Mio Sugita, a right-wing LDP member, said in a magazine article in 2018 that members of the LGBTQ+ community were “unproductive” because they cannot have children. Sugita didn’t apologise for her anti-LGBTQ+ remarks until December 2022.
Veteran LDP lawmaker Katsuei Hirasawa faced widespread criticism for saying that “a nation would collapse” if everyone became LGBTQ+ back in 2019.

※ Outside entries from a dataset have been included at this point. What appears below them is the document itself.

//! Terminal views. Each one collects a form, drives the store, and leaves
//! its outcome behind as alerts.

pub mod entries;
pub mod profile;
pub mod router;
pub mod session;
pub mod signup;

pub use router::{InquirePrompter, Prompter, visit};

use crate::actions::{alert_create_fresh, alert_remove};
use crate::logger::Logger;
use crate::state::Alert;
use crate::store::Store;
use indicatif::{ProgressBar, ProgressStyle};
use std::future::Future;
use std::time::Duration;

/// Queues a user-facing alert under a fresh id.
pub fn notify(store: &mut Store, message: impl Into<String>) {
    store.dispatch(alert_create_fresh(message));
}

/// Prints every pending alert, oldest first, and dismisses it.
/// Returns the alerts that were shown.
pub fn flush_alerts(store: &mut Store) -> Vec<Alert> {
    let mut shown: Vec<Alert> = store.state().alerts.iter().cloned().collect();
    shown.reverse();
    for alert in &shown {
        Logger::alert(&alert.message);
        store.dispatch(alert_remove(alert.id.clone()));
    }
    shown
}

/// Runs `fut` behind a spinner so a pending request is visible.
pub async fn with_spinner<T>(message: &str, fut: impl Future<Output = T>) -> T {
    let pb = ProgressBar::new_spinner();
    if let Ok(style) = ProgressStyle::default_spinner().template("{spinner:.cyan} {msg}") {
        pb.set_style(style);
    }
    pb.set_message(message.to_string());
    pb.enable_steady_tick(Duration::from_millis(120));
    let out = fut.await;
    pb.finish_and_clear();
    out
}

Last June, a pamphlet that claimed being LGBTQ+ is an “acquired psychological disorder or addiction” was distributed during a gathering of LDP lawmakers – a view shared by conservative religious and other groups that traditionally backed the political party.
LGBTQ+ advocates have also been fighting against false rumours and misinformation spread for years around trans people, especially trans women, in Japan.
Last month, ambassadors to Japan from the six other G7 countries wrote a joint letter to Kishida, demanding he follow through on his promise to finally protect the LGBTQ+ community.
“Japan can match its international advocacy for human rights with a domestic agenda that includes steps to protect its own LGBTQI+ communities, including enacting legal protections for its LGBTQI+ citizens,” the letter read.